Editor’s note: This is part of a monthly series of campus updates on diversity, equity and inclusion that will continue throughout the year.

In this issue

IDEA Council holds first public forum on campus

The IDEA Council, the campus body charged with prioritizing recommendations in the Inclusion, Diversity and Excellence in Academics (IDEA) Plan, met with students, staff, faculty and campus leaders on May 23 during its first public forum.

Sixty-three members of the campus community attended the event in person at the University Memorial Center, and 247 people attended via Zoom. Also in attendance at the UMC were Provost Russell Moore, COO Patrick O’Rourke and other campus leaders.

Attendees received an overview of the council’s mission and work to date, the five DEI goals inspired by the IDEA Plan, and recommendations for the upcoming academic year based on input from undergraduate and graduate student leaders and groups. Council leaders also announced a renewed focus on supporting faculty and staff as the campus advances its support for diversity, equity and inclusion (DEI) initiatives going forward.

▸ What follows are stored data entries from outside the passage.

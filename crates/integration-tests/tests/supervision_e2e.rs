//! Task supervision with real processes
//!
//! `/bin/sh` plays the transcoder; updates are captured by a recording channel.

mod common;

use std::collections::HashMap;
use std::sync::Arc;
use std::time::Duration;
use tokio::sync::oneshot;

use common::{script, shell_launcher, WAIT};
use plexfarm_core::application::{shutdown_channel, ShutdownReason, ShutdownSender, Supervisor};
use plexfarm_core::domain::{
    worker_event_channel, InboundMessage, KillRequest, TaskPayload, TaskRequest, TaskStatus,
    TaskUpdate, WorkerEvent, WorkerEventSender, WorkerStats,
};
use plexfarm_core::port::control_channel::mocks::RecordingChannel;
use plexfarm_core::port::time_provider::SystemTimeProvider;
use plexfarm_core::port::ProcessLauncher;
use plexfarm_infra_system::TranscoderLauncher;

struct Worker {
    events: WorkerEventSender,
    channel: RecordingChannel,
    _shutdown: ShutdownSender,
}

impl Worker {
    fn start(launcher: impl ProcessLauncher + 'static) -> Self {
        let (events, events_rx) = worker_event_channel();
        let (shutdown, token) = shutdown_channel();
        let channel = RecordingChannel::new();
        let supervisor = Supervisor::new(
            Arc::new(launcher),
            Arc::new(channel.clone()),
            Arc::new(SystemTimeProvider),
            events.clone(),
        );
        tokio::spawn(supervisor.run(events_rx, token));
        Self {
            events,
            channel,
            _shutdown: shutdown,
        }
    }

    fn request(&self, task_id: &str, payload: TaskPayload) {
        self.events
            .send(WorkerEvent::Inbound(InboundMessage::TaskRequest(
                TaskRequest::new(task_id, payload),
            )))
            .unwrap();
    }

    fn kill(&self, task_id: &str) {
        self.events
            .send(WorkerEvent::Inbound(InboundMessage::TaskKill(KillRequest {
                task_id: task_id.to_string(),
            })))
            .unwrap();
    }

    async fn stats(&self) -> WorkerStats {
        let (tx, rx) = oneshot::channel();
        self.events
            .send(WorkerEvent::Inbound(InboundMessage::Stats(tx)))
            .unwrap();
        rx.await.unwrap()
    }

    /// Wait for the terminal update of `task_id`
    async fn done(&self, task_id: &str) -> TaskUpdate {
        tokio::time::timeout(WAIT, async {
            loop {
                if let Some(done) = self
                    .channel
                    .updates_for(task_id)
                    .into_iter()
                    .find(TaskUpdate::is_terminal)
                {
                    return done;
                }
                tokio::time::sleep(Duration::from_millis(10)).await;
            }
        })
        .await
        .expect("task never completed")
    }

    fn statuses(&self, task_id: &str) -> Vec<TaskStatus> {
        self.channel
            .updates_for(task_id)
            .into_iter()
            .map(|u| u.status)
            .collect()
    }
}

#[tokio::test]
async fn test_successful_transcode() {
    let worker = Worker::start(shell_launcher());
    worker.request("t1", script("echo transcoding; exit 0"));

    let done = worker.done("t1").await;
    assert_eq!(done, TaskUpdate::completed("t1", Some(0)));
    assert_eq!(
        worker.statuses("t1"),
        vec![TaskStatus::Received, TaskStatus::InProgress, TaskStatus::Done]
    );

    // Close follows exit; it must not produce a second done
    tokio::time::sleep(Duration::from_millis(200)).await;
    assert_eq!(worker.statuses("t1").len(), 3);
    assert_eq!(worker.stats().await.tasks, 0);
}

#[tokio::test]
async fn test_failed_transcode_carries_exit_code() {
    let worker = Worker::start(shell_launcher());
    worker.request("t1", script("exit 187"));

    let done = worker.done("t1").await;
    assert_eq!(done.result, Some(false));
    assert_eq!(done.exit_code, Some(187));
    assert_eq!(done.error, None);
}

#[tokio::test]
async fn test_signal_death_has_no_exit_code() {
    let worker = Worker::start(shell_launcher());
    worker.request("t1", script("kill -TERM $$"));

    let done = worker.done("t1").await;
    assert_eq!(done.result, Some(false));
    assert_eq!(done.exit_code, None);
}

#[tokio::test]
async fn test_missing_transcoder_reports_error() {
    let worker = Worker::start(TranscoderLauncher::new("/nonexistent/plex", "Plex Transcoder"));
    worker.request("t1", script("true"));

    let done = worker.done("t1").await;
    assert_eq!(done.result, Some(false));
    assert!(done.error.unwrap().contains("No such file or directory"));
    assert_eq!(
        worker.statuses("t1"),
        vec![TaskStatus::Received, TaskStatus::InProgress, TaskStatus::Done]
    );
    assert_eq!(worker.stats().await.tasks, 0);
}

#[tokio::test]
async fn test_kill_leaves_no_completion() {
    let worker = Worker::start(shell_launcher());
    worker.request("t2", script("exec sleep 30"));
    assert_eq!(worker.stats().await.tasks, 1);

    worker.kill("t2");
    assert_eq!(worker.stats().await.tasks, 0);

    tokio::time::sleep(Duration::from_millis(500)).await;
    assert_eq!(
        worker.statuses("t2"),
        vec![TaskStatus::Received, TaskStatus::InProgress]
    );
}

#[tokio::test]
async fn test_redispatch_after_kill_completes_once() {
    let worker = Worker::start(shell_launcher());
    worker.request("t1", script("exec sleep 30"));
    worker.kill("t1");
    worker.request("t1", script("exit 0"));

    let done = worker.done("t1").await;
    assert_eq!(done.exit_code, Some(0));

    tokio::time::sleep(Duration::from_millis(300)).await;
    let terminal = worker
        .channel
        .updates_for("t1")
        .into_iter()
        .filter(TaskUpdate::is_terminal)
        .count();
    assert_eq!(terminal, 1);
}

#[tokio::test]
async fn test_concurrent_tasks_complete_independently() {
    let worker = Worker::start(shell_launcher());
    for (i, id) in ["a", "b", "c"].iter().enumerate() {
        worker.request(id, script(&format!("sleep 0.{}; exit {}", i + 1, i)));
    }
    assert_eq!(worker.stats().await.tasks, 3);

    for (i, id) in ["a", "b", "c"].iter().enumerate() {
        assert_eq!(worker.done(id).await.exit_code, Some(i as i32));
    }
    assert_eq!(worker.stats().await.tasks, 0);
}

#[tokio::test]
async fn test_env_and_cwd_reach_the_process() {
    let worker = Worker::start(shell_launcher());
    let mut env = HashMap::new();
    env.insert("PLEX_MEDIA_SERVER_INFO_DEVICE".to_string(), "worker".to_string());
    let payload = TaskPayload {
        cwd: Some("/".to_string()),
        env: Some(env),
        ..script(r#"[ "$(pwd)" = / ] && [ "$PLEX_MEDIA_SERVER_INFO_DEVICE" = worker ]"#)
    };
    worker.request("t1", payload);

    assert_eq!(worker.done("t1").await.exit_code, Some(0));
}

#[tokio::test]
async fn test_shutdown_stops_the_loop() {
    let (events, events_rx) = worker_event_channel();
    let (shutdown, token) = shutdown_channel();
    let supervisor = Supervisor::new(
        Arc::new(shell_launcher()),
        Arc::new(RecordingChannel::new()),
        Arc::new(SystemTimeProvider),
        events,
    );
    let handle = tokio::spawn(supervisor.run(events_rx, token));

    shutdown.shutdown(ShutdownReason::Signal(15));
    let result = tokio::time::timeout(WAIT, handle).await.unwrap().unwrap();
    tokio_test::assert_ok!(result);
}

Panelists included council co-chairs Lisa Flores, a professor of communication and the associate dean of diversity, equity and inclusion in the College of Media, Communication and Information, and Teresa Hernández, talent acquisition diversity, equity and inclusion recruitment program manager in Human Resources.

“The IDEA Council forum was intended to share the work we have accomplished and to hear from the campus community regarding their thoughts and ideas to further inclusion on the campus,” Hernández said. “The attendees’ presence and support—both in person and via zoom—is inspiring and speaks to these campus members’ investment and willingness to keep learning and pushing ourselves to further inclusion initiatives on campus.”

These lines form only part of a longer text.